Putrid Pete's Peak isn't a putrid peak, but the snow conditions are.

In June 2008 there was fresh snow on the mountain and plenty left from winter. In May 2009 there was snow almost down to the talus field. In April 2010 there was still enough snow we were able to traverse the ridge to Web Mountain.

What's there in 2014? No snow, that's for sure. What little white is on the mountain is solid ice unfit for man or beast.
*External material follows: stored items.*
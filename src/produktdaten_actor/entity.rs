//! Entity trait implementation for the Produktdaten domain type.
//!
//! Includes the stock bookkeeping used by orders: checking, reserving and releasing.

use super::actions::{ProduktdatenAction, ProduktdatenActionResult};
use super::ProduktdatenError;
use crate::model::{
    Produktdaten, ProduktdatenCreate, ProduktdatenId, ProduktdatenQuery, ProduktdatenUpdate,
};
use actor_framework::ActorEntity;
use async_trait::async_trait;

#[async_trait]
impl ActorEntity for Produktdaten {
    type Id = ProduktdatenId;
    type Create = ProduktdatenCreate;
    type Update = ProduktdatenUpdate;
    type Action = ProduktdatenAction;
    type ActionResult = ProduktdatenActionResult;
    type Query = ProduktdatenQuery;
    type Context = ();
    type Error = ProduktdatenError;

    fn from_create_params(
        id: ProduktdatenId,
        params: ProduktdatenCreate,
    ) -> Result<Self, Self::Error> {
        let produktdaten = Produktdaten::new(id, params);
        produktdaten.pruefe().map_err(ProduktdatenError::Validation)?;
        Ok(produktdaten)
    }

    fn matches(&self, query: &ProduktdatenQuery) -> bool {
        match query {
            ProduktdatenQuery::Alle => true,
            ProduktdatenQuery::Produkt(produkt_id) => self.produkt_id == *produkt_id,
            ProduktdatenQuery::Verfuegbar => self.anzahl_verfuegbar > 0,
        }
    }

    fn version(&self) -> u32 {
        self.audit.version
    }

    fn touch(&mut self) {
        self.audit.touch();
    }

    /// Handles updates to the variant.
    ///
    /// # Fields Updated
    /// - `groesse`, `farbe`: descriptive attributes
    /// - `preis`: unit price for future orders; existing orders keep their price
    /// - `anzahl_verfuegbar`: stock level (restocking)
    async fn on_update(
        &mut self,
        update: ProduktdatenUpdate,
        _ctx: &(),
    ) -> Result<(), Self::Error> {
        if let Some(groesse) = update.groesse {
            self.groesse = Some(groesse);
        }
        if let Some(farbe) = update.farbe {
            self.farbe = Some(farbe);
        }
        if let Some(preis) = update.preis {
            self.preis = preis;
        }
        if let Some(anzahl) = update.anzahl_verfuegbar {
            self.anzahl_verfuegbar = anzahl;
        }
        self.pruefe().map_err(ProduktdatenError::Validation)
    }

    /// Handles custom actions for the variant.
    ///
    /// # Actions
    /// - `CheckStock`: Returns the current stock level
    /// - `Reservieren`: Decrements stock if available, returns the unit price
    /// - `Freigeben`: Increments stock, returns the new level
    async fn handle_action(
        &mut self,
        action: ProduktdatenAction,
        _ctx: &(),
    ) -> Result<ProduktdatenActionResult, Self::Error> {
        match action {
            ProduktdatenAction::CheckStock => {
                Ok(ProduktdatenActionResult::CheckStock(self.anzahl_verfuegbar))
            }
            ProduktdatenAction::Reservieren(0) | ProduktdatenAction::Freigeben(0) => {
                Err(ProduktdatenError::InvalidQuantity(0))
            }
            ProduktdatenAction::Reservieren(anzahl) => {
                if anzahl > self.anzahl_verfuegbar {
                    return Err(ProduktdatenError::InsufficientStock {
                        id: self.id.to_string(),
                        requested: anzahl,
                        available: self.anzahl_verfuegbar,
                    });
                }
                self.anzahl_verfuegbar -= anzahl;
                self.audit.touch();
                Ok(ProduktdatenActionResult::Reservieren(self.preis))
            }
            ProduktdatenAction::Freigeben(anzahl) => {
                self.anzahl_verfuegbar = self
                    .anzahl_verfuegbar
                    .checked_add(anzahl)
                    .ok_or(ProduktdatenError::InvalidQuantity(anzahl))?;
                self.audit.touch();
                Ok(ProduktdatenActionResult::Freigeben(self.anzahl_verfuegbar))
            }
        }
    }
}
Although it was frosty at the trailhead/exit-off-the-freeway it warmed as we climbed into the inversion. At the halfway point we were shedding layers and I seriously considered hiking the rest of the way sans pants. (Oh, relax! I had tights on underneath. (They are manly tights.)) By the time we exited the woods for the climb it was far too warm for January.

All through the woods the trail is pretty much a standard Snoqualmie Valley trail. It's unmaintained, but in remarkably good shape. Most hikers in the valley stick to the guidebook hikes so this trail, like many others, get little traffic. From the talus field up, though, the trail disappears and you're left on your own. In bad conditions, the amazingly steep slope (the steepest hiked by TNAB) is covered in slick beargrass requiring the occasional veggie belay. It was bone dry on this trip making for easier passage.

On the more moderate summit ridge the snow should be piled deep and the trees should be coated in rime. If anyone were to brave the avalanche risk they'd need snowshoes to make any headway and it would be slow going.

On this trip, however, there was perhaps a foot of rock-hard ice covering only part of the ridge. We're so far below our average snow pack it's becoming quite the worry. At least when people aren't reveling in the sun. We Northwesterners are like that. 50 degrees and sunny? Time to get a tan!

I'm not usually one to lounge in the sun, but on a mountain summit under a blue sky I have been known to linger. On this occasion, we lingered for about half an hour.

Getting down was a great reminder of why P3 is one of the few Snoqualmie trips that require a helmet. Rocks of all sizes bounded down the hill. We even found a rock in a tree.

Back in the woods it was a long but quick walk to the car. We saw only one other climber who was training for Aconcagua, one of the seven summits. At the trailhead there were plenty of hikers out to enjoy the Spring-like conditions on the Ira Spring trail.

I won't deny loving the access our snow-drought provides. I never dreamed I'd be able to climb P3 in the winter. I also can't help but shudder to think that we're going to be in for a dry, dry summer if we don't get a big dump of snow soon. And that the early mosquito I slapped on the summit may be just the first of billions that will make that dry summer quite unbearable.